Starting at the top of the listing below, copy each line exactly, stopping after the line that contains "dropped; it is".

[Supplied entries]

== == ==

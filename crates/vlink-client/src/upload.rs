//! Owner-authenticated flows: encrypted upload and preview/download
//!
//! The file key is generated client-side at upload time, transmitted once
//! with the ciphertext over the authenticated channel, and dropped; it is
//! never cached locally. Later previews re-fetch key and ciphertext
//! together from the API.

use tracing::info;

use crate::api::ShareLinkApi;
use crate::preview::{classify_preview, PreviewKind};
use vlink_core::types::FileRecord;
use vlink_core::ShareResult;
use vlink_crypto::{decode_key, decrypt_file, encode_key, encrypt_file, generate_file_key};

/// Observer contract for upload progress: discrete percentage updates,
/// independent of any event-loop mechanism. Closures implement it.
pub trait ProgressObserver: Send + Sync {
    fn on_progress(&self, percent: u8);
}

impl<F> ProgressObserver for F
where
    F: Fn(u8) + Send + Sync,
{
    fn on_progress(&self, percent: u8) {
        self(percent)
    }
}

/// A decrypted owner preview/download.
pub struct DecryptedContent {
    pub bytes: Vec<u8>,
    pub content_type: String,
    pub preview: PreviewKind,
}

/// Encrypt a file under a fresh key and upload it with the key over the
/// authenticated channel.
///
/// Progress is reported at the stage boundaries: 0 (started), 50
/// (encrypted, upload starting), 100 (uploaded).
pub async fn upload_encrypted<A: ShareLinkApi + ?Sized>(
    api: &A,
    name: &str,
    mime_type: &str,
    plaintext: &[u8],
    progress: Option<&dyn ProgressObserver>,
) -> ShareResult<FileRecord> {
    report(progress, 0);

    let key = generate_file_key()?;
    let payload = encrypt_file(&key, plaintext)?;
    let key_b64 = encode_key(&key);
    report(progress, 50);

    // The key leaves scope right after this call; it is never cached.
    let record = api.upload_file(name, mime_type, payload, &key_b64).await?;
    report(progress, 100);

    info!(file_id = %record.id, name = %record.name, "uploaded encrypted file");
    Ok(record)
}

/// Fetch an owned file for preview/download: key and ciphertext arrive
/// together from the authenticated API, are combined locally, and the
/// plaintext is classified for rendering.
pub async fn fetch_decrypted<A: ShareLinkApi + ?Sized>(
    api: &A,
    file: &FileRecord,
) -> ShareResult<DecryptedContent> {
    let content = api.fetch_file_content(&file.id).await?;

    let bytes = match &content.key {
        Some(key_b64) => {
            let key = decode_key(key_b64)?;
            decrypt_file(&key, &content.bytes)?
        }
        // Files stored before encryption was enabled come back as-is.
        None => content.bytes,
    };

    let content_type = file
        .mime_type
        .clone()
        .or(content.content_type)
        .unwrap_or_else(|| "application/octet-stream".to_string());
    let preview = classify_preview(&content_type);

    Ok(DecryptedContent {
        bytes,
        content_type,
        preview,
    })
}

fn report(progress: Option<&dyn ProgressObserver>, percent: u8) {
    if let Some(observer) = progress {
        observer.on_progress(percent);
    }
}
use thiserror::Error;

pub type ShareResult<T> = Result<T, ShareError>;

/// Failure taxonomy for the encryption engine and the share-link flows.
///
/// Crypto and authorization failures are never retried automatically;
/// callers branch on the variant to render distinct messaging per kind.
#[derive(Debug, Error)]
pub enum ShareError {
    /// The platform cannot supply secure randomness or the AEAD primitive.
    #[error("secure crypto unavailable: {0}")]
    CryptoUnavailable(String),

    /// AEAD tag mismatch or structurally invalid payload. The payload is
    /// corrupt or tampered; no plaintext is ever returned for it.
    #[error("payload authentication failed: data is corrupt or tampered")]
    AuthenticationFailed,

    /// Key material received from the server does not decode to a valid key.
    #[error("malformed key material: {0}")]
    KeyFormat(String),

    /// The share link does not exist anymore or its expiry has passed.
    #[error("share link is no longer valid (expired)")]
    CapabilityExpired,

    /// The share link reached its maximum access count.
    #[error("share link is no longer valid (access limit reached)")]
    CapabilityExhausted,

    /// The link is password-protected and no verified grant is held yet.
    #[error("password required to access this share link")]
    PasswordRequired,

    /// The submitted password was rejected. The caller may resubmit; the
    /// rejected password is discarded and never retried automatically.
    #[error("incorrect password")]
    PasswordIncorrect,

    /// The server rejected a previously issued bearer grant. The cached
    /// grant is purged; a fresh redemption is required.
    #[error("access grant revoked or expired")]
    GrantRevokedOrExpired,

    #[error("share api error: {0}")]
    Api(String),

    #[error("token cache error: {0}")]
    Cache(String),

    #[error("config error: {0}")]
    Config(String),

    #[error("I/O error: {0}")]
    Io(#[from] std::io::Error),

    #[error(transparent)]
    Other(#[from] anyhow::Error),
}
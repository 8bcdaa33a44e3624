//! Guest access-token cache: remembers redeemed bearer grants per
//! capability token.
//!
//! Two backends are available:
//!   - **Memory**: a plain map, used by tests.
//!   - **JSON**: loads entirely into memory, every mutation flushed
//!     atomically via temp+rename so an abandoned operation never leaves
//!     a partially written entry.
//!
//! Entries hold the bearer string only, never passwords or file keys.

use anyhow::Context;
use std::collections::HashMap;
use std::path::{Path, PathBuf};

use vlink_core::{ShareError, ShareResult};

/// Cache key for the bearer redeemed from a capability token.
pub fn access_token_cache_key(capability_token: &str) -> String {
    format!("file_access_token_{capability_token}")
}

/// Injectable key-value store for redeemed bearer grants.
pub trait TokenStore: Send + Sync {
    /// Look up a cached value.
    fn get(&self, key: &str) -> Option<String>;
    /// Insert or replace a value, durably.
    fn set(&mut self, key: &str, value: &str) -> ShareResult<()>;
    /// Remove a value, durably. Removing a missing key is not an error.
    fn delete(&mut self, key: &str) -> ShareResult<()>;
}

/// In-memory store for tests and single-shot use.
#[derive(Debug, Default)]
pub struct MemoryTokenStore {
    entries: HashMap<String, String>,
}

impl MemoryTokenStore {
    pub fn new() -> Self {
        Self::default()
    }
}

impl TokenStore for MemoryTokenStore {
    fn get(&self, key: &str) -> Option<String> {
        self.entries.get(key).cloned()
    }

    fn set(&mut self, key: &str, value: &str) -> ShareResult<()> {
        self.entries.insert(key.to_string(), value.to_string());
        Ok(())
    }

    fn delete(&mut self, key: &str) -> ShareResult<()> {
        self.entries.remove(key);
        Ok(())
    }
}

/// JSON-file-backed store, persisted across sessions.
pub struct JsonTokenStore {
    db_path: PathBuf,
    entries: HashMap<String, String>,
}

impl JsonTokenStore {
    /// Load or create a store at the given path.
    /// If the file doesn't exist, starts empty.
    pub fn open(db_path: &Path) -> ShareResult<Self> {
        let entries = if db_path.exists() {
            let content = std::fs::read_to_string(db_path)
                .with_context(|| format!("reading token cache: {}", db_path.display()))?;
            serde_json::from_str(&content)
                .map_err(|e| ShareError::Cache(format!("parsing {}: {e}", db_path.display())))?
        } else {
            HashMap::new()
        };

        Ok(JsonTokenStore {
            db_path: db_path.to_path_buf(),
            entries,
        })
    }

    pub fn len(&self) -> usize {
        self.entries.len()
    }

    pub fn is_empty(&self) -> bool {
        self.entries.is_empty()
    }

    /// Atomic write: serialize to a temp file, then rename over the target.
    fn flush(&self) -> ShareResult<()> {
        if let Some(parent) = self.db_path.parent() {
            std::fs::create_dir_all(parent)
                .with_context(|| format!("creating cache dir: {}", parent.display()))?;
        }

        let json = serde_json::to_string_pretty(&self.entries)
            .map_err(|e| ShareError::Cache(format!("serializing token cache: {e}")))?;

        let tmp_path = self.db_path.with_extension("tmp");
        std::fs::write(&tmp_path, &json)
            .with_context(|| format!("writing token cache temp: {}", tmp_path.display()))?;
        std::fs::rename(&tmp_path, &self.db_path)
            .with_context(|| format!("renaming token cache: {}", self.db_path.display()))?;

        Ok(())
    }
}

impl TokenStore for JsonTokenStore {
    fn get(&self, key: &str) -> Option<String> {
        self.entries.get(key).cloned()
    }

    fn set(&mut self, key: &str, value: &str) -> ShareResult<()> {
        self.entries.insert(key.to_string(), value.to_string());
        self.flush()
    }

    fn delete(&mut self, key: &str) -> ShareResult<()> {
        if self.entries.remove(key).is_some() {
            self.flush()?;
        }
        Ok(())
    }
}
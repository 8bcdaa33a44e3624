//! Key transport encoding
//!
//! A file key travels out-of-band from its ciphertext, base64-encoded,
//! in one of two delivery modes:
//!
//! - *Owner-authenticated*: sent once with the ciphertext at upload time
//!   over the authenticated channel, and re-fetched from there for later
//!   previews and downloads. Never cached locally.
//! - *Guest/link*: embedded in the shared-file descriptor resolved from a
//!   capability token (only after password verification when the link is
//!   protected) and never persisted beyond the current session.
//!
//! Decoding tolerates the URL-safe alphabet and missing padding, since
//! keys round-trip through URL and header contexts on the way here.

use base64::engine::general_purpose::STANDARD;
use base64::Engine;
use zeroize::Zeroize;

use crate::engine::FileKey;
use crate::KEY_SIZE;
use vlink_core::{ShareError, ShareResult};

/// Encode a file key as standard base64 for transport.
pub fn encode_key(key: &FileKey) -> String {
    STANDARD.encode(key.as_bytes())
}

/// Decode a transport-encoded file key.
///
/// Accepts standard or URL-safe alphabets, with or without padding.
/// Anything that does not decode to exactly 32 bytes is rejected.
pub fn decode_key(encoded: &str) -> ShareResult<FileKey> {
    let mut normalized = encoded.trim().replace('-', "+").replace('_', "/");
    while normalized.len() % 4 != 0 {
        normalized.push('=');
    }

    let mut bytes = STANDARD
        .decode(normalized.as_bytes())
        .map_err(|e| ShareError::KeyFormat(format!("invalid base64: {e}")))?;

    if bytes.len() != KEY_SIZE {
        let len = bytes.len();
        bytes.zeroize();
        return Err(ShareError::KeyFormat(format!(
            "key is {len} bytes, expected {KEY_SIZE}"
        )));
    }

    let mut key_bytes = [0u8; KEY_SIZE];
    key_bytes.copy_from_slice(&bytes);
    bytes.zeroize();

    Ok(FileKey::from_bytes(key_bytes))
}

#[cfg(test)]
mod tests {
    use super::*;
    use crate::engine::generate_file_key;

    #[test]
    fn test_encode_decode_roundtrip() {
        let key = generate_file_key().unwrap();
        let encoded = encode_key(&key);
        let decoded = decode_key(&encoded).unwrap();
        assert_eq!(key.as_bytes(), decoded.as_bytes());
    }

    #[test]
    fn test_decode_url_safe_alphabet() {
        let key = FileKey::from_bytes([0xFBu8; KEY_SIZE]);
        let url_safe = encode_key(&key).replace('+', "-").replace('/', "_");
        let decoded = decode_key(&url_safe).unwrap();
        assert_eq!(key.as_bytes(), decoded.as_bytes());
    }

    #[test]
    fn test_decode_unpadded() {
        let key = generate_file_key().unwrap();
        let unpadded = encode_key(&key).trim_end_matches('=').to_string();
        let decoded = decode_key(&unpadded).unwrap();
        assert_eq!(key.as_bytes(), decoded.as_bytes());
    }

    #[test]
    fn test_decode_wrong_length() {
        let result = decode_key(&STANDARD.encode([0u8; 16]));
        assert!(matches!(result, Err(ShareError::KeyFormat(_))));
    }

    #[test]
    fn test_decode_garbage() {
        let result = decode_key("not!!valid@@base64");
        assert!(matches!(result, Err(ShareError::KeyFormat(_))));
    }
}
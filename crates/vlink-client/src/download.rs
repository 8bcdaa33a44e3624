//! Guest download coordinator
//!
//! Drives the full guest flow for one capability token:
//! descriptor fetch → password branch → bearer → ciphertext fetch →
//! decrypt → content-type restore. The descriptor is re-fetched after
//! every completed or failed attempt, because concurrent guests race the
//! same capability and the local access count is never authoritative.

use tracing::{debug, info};

use crate::api::ShareLinkApi;
use crate::broker::AccessTokenBroker;
use crate::preview::{classify_preview, PreviewKind};
use crate::store::TokenStore;
use vlink_core::types::SharedFileInfo;
use vlink_core::{ShareError, ShareResult};
use vlink_crypto::{decode_key, decrypt_file};

const FALLBACK_CONTENT_TYPE: &str = "application/octet-stream";

/// A completed guest download: decrypted bytes plus restored metadata.
#[derive(Debug)]
pub struct GuestDownload {
    pub file: SharedFileInfo,
    pub bytes: Vec<u8>,
    pub content_type: String,
    pub preview: PreviewKind,
}

pub struct GuestDownloadCoordinator<A: ShareLinkApi, S: TokenStore> {
    api: A,
    broker: AccessTokenBroker<S>,
}

impl<A: ShareLinkApi, S: TokenStore> GuestDownloadCoordinator<A, S> {
    pub fn new(api: A, token: impl Into<String>, store: S) -> Self {
        Self {
            broker: AccessTokenBroker::new(token, store),
            api,
        }
    }

    pub fn broker(&self) -> &AccessTokenBroker<S> {
        &self.broker
    }

    /// Fetch (or refresh) the shared-file descriptor.
    pub async fn fetch_info(&mut self) -> ShareResult<&SharedFileInfo> {
        self.broker.resolve(&self.api).await
    }

    /// Redeem the password, then refresh the descriptor so the file key
    /// (withheld until verification) becomes available.
    pub async fn submit_password(&mut self, password: &str) -> ShareResult<()> {
        self.broker.submit_password(&self.api, password).await?;
        self.broker.resolve(&self.api).await?;
        Ok(())
    }

    /// Download, decrypt, and classify the shared file.
    ///
    /// A `401` rejection of the bearer purges the cached grant and
    /// surfaces [`ShareError::GrantRevokedOrExpired`]; the coordinator
    /// never auto-retries; redemption (and the password prompt, if the
    /// link is protected) is the caller's move.
    pub async fn download(&mut self) -> ShareResult<GuestDownload> {
        // Start from a fresh descriptor: concurrent guests may have
        // consumed accesses since the last look, and the issuer is the
        // only authority on whether the capability is still alive.
        let info = self.broker.resolve(&self.api).await?.clone();

        if info.is_password_protected && self.broker.bearer().is_none() {
            return Err(ShareError::PasswordRequired);
        }

        let bearer = self.broker.bearer().map(str::to_owned);
        let blob = match self
            .api
            .download_shared(self.broker.token(), bearer.as_deref())
            .await
        {
            Ok(blob) => blob,
            Err(
                err @ (ShareError::GrantRevokedOrExpired
                | ShareError::CapabilityExpired
                | ShareError::CapabilityExhausted),
            ) => {
                // Downstream rejection kills the grant: purge it and
                // report. The next attempt must redeem anew.
                self.broker.invalidate()?;
                self.refresh_descriptor().await;
                return Err(err);
            }
            Err(err) => {
                self.refresh_descriptor().await;
                return Err(err);
            }
        };

        let decrypted = (|| {
            let key_b64 = info.key.as_ref().ok_or_else(|| {
                ShareError::KeyFormat("descriptor did not include a file key".into())
            })?;
            let key = decode_key(key_b64)?;
            decrypt_file(&key, &blob.bytes)
        })();

        // The attempt consumed a server-side access whether or not the
        // payload decrypted; reconcile before reporting either way.
        self.refresh_descriptor().await;
        let plaintext = decrypted?;

        let content_type = info
            .mime_type
            .clone()
            .or(blob.content_type)
            .unwrap_or_else(|| FALLBACK_CONTENT_TYPE.to_string());
        let preview = classify_preview(&content_type);

        info!(
            token = %self.broker.token(),
            bytes = plaintext.len(),
            content_type = %content_type,
            "guest download decrypted"
        );

        let file = self.broker.descriptor().cloned().unwrap_or(info);

        Ok(GuestDownload {
            file,
            bytes: plaintext,
            content_type,
            preview,
        })
    }

    /// Post-attempt descriptor refresh. Failures are expected here (the
    /// attempt itself may have exhausted the link) and do not undo a
    /// download that already succeeded.
    async fn refresh_descriptor(&mut self) {
        if let Err(err) = self.broker.resolve(&self.api).await {
            debug!(
                token = %self.broker.token(),
                error = %err,
                "descriptor refresh after attempt failed"
            );
        }
    }
}
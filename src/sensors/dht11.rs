//! DHT11 temperature / humidity sensor over a single open-drain data line.
//!
//! ## Protocol
//!
//! 1. Host pulls the line LOW for at least 18 ms, then releases it.
//! 2. Sensor answers LOW ~80 µs, HIGH ~80 µs.
//! 3. Forty bits follow, MSB first. Each bit is ~50 µs LOW followed by
//!    HIGH for ~26 µs (`0`) or ~70 µs (`1`).
//! 4. Frame: humidity int, humidity dec, temperature int, temperature dec,
//!    checksum (low byte of the sum of the first four).
//!
//! ## Dual-target design
//!
//! The driver is generic over `embedded-hal` 1.0 pins and delays. On
//! ESP-IDF it runs on a `PinDriver` in input/output open-drain mode with the
//! `Ets` busy-wait delay; on host it runs on scripted test doubles.

use embedded_hal::delay::DelayNs;
use embedded_hal::digital::{InputPin, OutputPin};

use crate::error::SensorError;

/// Host start pulse.
const START_LOW_MS: u32 = 18;
/// Upper bound on any single sensor phase (µs).
const PHASE_TIMEOUT_US: u32 = 100;
/// HIGH phases longer than this decode as `1`.
const BIT_ONE_THRESHOLD_US: u32 = 40;
const FRAME_BITS: usize = 40;

#[derive(Debug, Clone, Copy, PartialEq)]
pub struct Dht11Reading {
    pub temperature_c: f32,
    pub humidity_pct: f32,
}

/// Validate and decode a raw 5-byte frame.
pub fn decode_frame(frame: [u8; 5]) -> Result<Dht11Reading, SensorError> {
    let sum = frame[..4].iter().fold(0u8, |acc, b| acc.wrapping_add(*b));
    if sum != frame[4] {
        return Err(SensorError::ChecksumMismatch);
    }

    let humidity_pct = f32::from(frame[0]) + f32::from(frame[1]) * 0.1;
    let mut temperature_c = f32::from(frame[2]) + f32::from(frame[3] & 0x7f) * 0.1;
    if frame[3] & 0x80 != 0 {
        temperature_c = -temperature_c;
    }

    Ok(Dht11Reading {
        temperature_c,
        humidity_pct,
    })
}

pub struct Dht11<P, D> {
    pin: P,
    delay: D,
    released: bool,
}

impl<P, D> Dht11<P, D>
where
    P: InputPin + OutputPin,
    D: DelayNs,
{
    pub fn new(pin: P, delay: D) -> Self {
        Self {
            pin,
            delay,
            released: false,
        }
    }

    /// Run one full transaction. Blocks for ~23 ms.
    pub fn read(&mut self) -> Result<Dht11Reading, SensorError> {
        if self.released {
            return Err(SensorError::Released);
        }

        self.pin.set_low().map_err(|_| SensorError::BusFault)?;
        self.delay.delay_ms(START_LOW_MS);
        self.pin.set_high().map_err(|_| SensorError::BusFault)?;

        // Response preamble: LOW, HIGH, then LOW marks the first bit.
        self.wait_for(false)?;
        self.wait_for(true)?;
        self.wait_for(false)?;

        let mut frame = [0u8; 5];
        for bit in 0..FRAME_BITS {
            self.wait_for(true)?;
            let high_us = self.wait_for(false)?;
            if high_us > BIT_ONE_THRESHOLD_US {
                frame[bit / 8] |= 0x80 >> (bit % 8);
            }
        }

        decode_frame(frame)
    }

    /// Park the line HIGH and refuse further reads until [`restart`](Self::restart).
    pub fn release(&mut self) {
        // Best effort: a failing pin is already the reason we are here.
        let _ = self.pin.set_high();
        self.released = true;
    }

    pub fn restart(&mut self) {
        let _ = self.pin.set_high();
        self.released = false;
    }

    pub fn is_released(&self) -> bool {
        self.released
    }

    /// Poll until the line reaches `high`, returning the µs spent waiting.
    fn wait_for(&mut self, high: bool) -> Result<u32, SensorError> {
        let mut elapsed = 0;
        while self.pin.is_high().map_err(|_| SensorError::BusFault)? != high {
            if elapsed >= PHASE_TIMEOUT_US {
                return Err(SensorError::Timeout);
            }
            self.delay.delay_us(1);
            elapsed += 1;
        }
        Ok(elapsed)
    }
}

#[cfg(test)]
pub(crate) mod testing {
    //! Scripted single-wire line and delay sharing a virtual µs clock.

    use std::cell::Cell;
    use std::convert::Infallible;
    use std::rc::Rc;

    use embedded_hal::delay::DelayNs;
    use embedded_hal::digital::{ErrorType, InputPin, OutputPin};

    #[derive(Clone, Default)]
    pub struct Clock(Rc<Cell<u64>>);

    impl Clock {
        fn now(&self) -> u64 {
            self.0.get()
        }
    }

    pub struct VirtualDelay(pub Clock);

    impl DelayNs for VirtualDelay {
        fn delay_ns(&mut self, ns: u32) {
            let us = u64::from(ns.div_ceil(1000));
            self.0.0.set(self.0.now() + us);
        }
    }

    /// Replays `waveform` (level, duration µs) once the host releases the line.
    pub struct ScriptedLine {
        clock: Clock,
        released_at: Option<u64>,
        waveform: Vec<(bool, u64)>,
    }

    impl ScriptedLine {
        pub fn new(clock: Clock, waveform: Vec<(bool, u64)>) -> Self {
            Self {
                clock,
                released_at: None,
                waveform,
            }
        }

        fn level(&self) -> bool {
            let Some(t0) = self.released_at else {
                return false;
            };
            let mut t = self.clock.now() - t0;
            for &(level, duration) in &self.waveform {
                if t < duration {
                    return level;
                }
                t -= duration;
            }
            true
        }
    }

    impl ErrorType for ScriptedLine {
        type Error = Infallible;
    }

    impl OutputPin for ScriptedLine {
        fn set_low(&mut self) -> Result<(), Infallible> {
            self.released_at = None;
            Ok(())
        }

        fn set_high(&mut self) -> Result<(), Infallible> {
            self.released_at = Some(self.clock.now());
            Ok(())
        }
    }

    impl InputPin for ScriptedLine {
        fn is_high(&mut self) -> Result<bool, Infallible> {
            Ok(self.level())
        }

        fn is_low(&mut self) -> Result<bool, Infallible> {
            Ok(!self.level())
        }
    }

    /// Waveform a healthy sensor produces for `frame`.
    pub fn waveform(frame: [u8; 5]) -> Vec<(bool, u64)> {
        let mut w = vec![(true, 20), (false, 80), (true, 80)];
        for byte in frame {
            for i in (0..8).rev() {
                w.push((false, 50));
                w.push((true, if (byte >> i) & 1 == 1 { 70 } else { 26 }));
            }
        }
        w.push((false, 50));
        w
    }

    /// Frame for a whole-degree temperature with valid checksum.
    pub fn frame(humidity: u8, celsius: u8) -> [u8; 5] {
        [humidity, 0, celsius, 0, humidity.wrapping_add(celsius)]
    }

    pub fn sensor(frame: [u8; 5]) -> super::Dht11<ScriptedLine, VirtualDelay> {
        let clock = Clock::default();
        super::Dht11::new(
            ScriptedLine::new(clock.clone(), waveform(frame)),
            VirtualDelay(clock),
        )
    }
}

#[cfg(test)]
mod tests {
    use super::testing::*;
    use super::*;
    use embedded_hal::digital::{ErrorKind, ErrorType};

    #[test]
    fn decodes_positive_frame() {
        let r = decode_frame([45, 0, 23, 4, 72]).unwrap();
        assert!((r.temperature_c - 23.4).abs() < 1e-4);
        assert!((r.humidity_pct - 45.0).abs() < 1e-4);
    }

    #[test]
    fn decodes_negative_temperature() {
        let r = decode_frame([30, 0, 2, 0x85, 30u8.wrapping_add(2).wrapping_add(0x85)]).unwrap();
        assert!((r.temperature_c + 2.5).abs() < 1e-4);
    }

    #[test]
    fn bad_checksum_is_transient() {
        let err = decode_frame([45, 0, 23, 0, 0]).unwrap_err();
        assert_eq!(err, SensorError::ChecksumMismatch);
        assert!(err.is_transient());
    }

    #[test]
    fn reads_full_transaction() {
        let mut dht = sensor(frame(55, 21));
        let r = dht.read().unwrap();
        assert_eq!(r.temperature_c, 21.0);
        assert_eq!(r.humidity_pct, 55.0);
    }

    #[test]
    fn corrupted_transaction_fails_checksum() {
        let mut bad = frame(55, 21);
        bad[4] ^= 0x01;
        let mut dht = sensor(bad);
        assert_eq!(dht.read().unwrap_err(), SensorError::ChecksumMismatch);
    }

    #[test]
    fn silent_sensor_times_out() {
        let clock = Clock::default();
        let mut dht = Dht11::new(ScriptedLine::new(clock.clone(), Vec::new()), VirtualDelay(clock));
        assert_eq!(dht.read().unwrap_err(), SensorError::Timeout);
    }

    #[test]
    fn released_driver_refuses_reads_until_restart() {
        let mut dht = sensor(frame(40, 25));
        dht.release();
        assert!(dht.is_released());
        assert_eq!(dht.read().unwrap_err(), SensorError::Released);
        dht.restart();
        assert_eq!(dht.read().unwrap().temperature_c, 25.0);
    }

    struct BrokenLine;

    impl ErrorType for BrokenLine {
        type Error = ErrorKind;
    }

    impl OutputPin for BrokenLine {
        fn set_low(&mut self) -> Result<(), ErrorKind> {
            Err(ErrorKind::Other)
        }
        fn set_high(&mut self) -> Result<(), ErrorKind> {
            Err(ErrorKind::Other)
        }
    }

    impl InputPin for BrokenLine {
        fn is_high(&mut self) -> Result<bool, ErrorKind> {
            Err(ErrorKind::Other)
        }
        fn is_low(&mut self) -> Result<bool, ErrorKind> {
            Err(ErrorKind::Other)
        }
    }

    #[test]
    fn pin_error_is_fatal() {
        let mut dht = Dht11::new(BrokenLine, VirtualDelay(Clock::default()));
        let err = dht.read().unwrap_err();
        assert_eq!(err, SensorError::BusFault);
        assert!(!err.is_transient());
    }
}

== == ==

[Solved exercise]
filename crates/vlink-client/src/upload.rs
//! Owner-authenticated flows: encrypted upload and preview/download
//!
//! The file key is generated client-side at upload time, transmitted once
//! with the ciphertext over the authenticated channel, and dropped; it is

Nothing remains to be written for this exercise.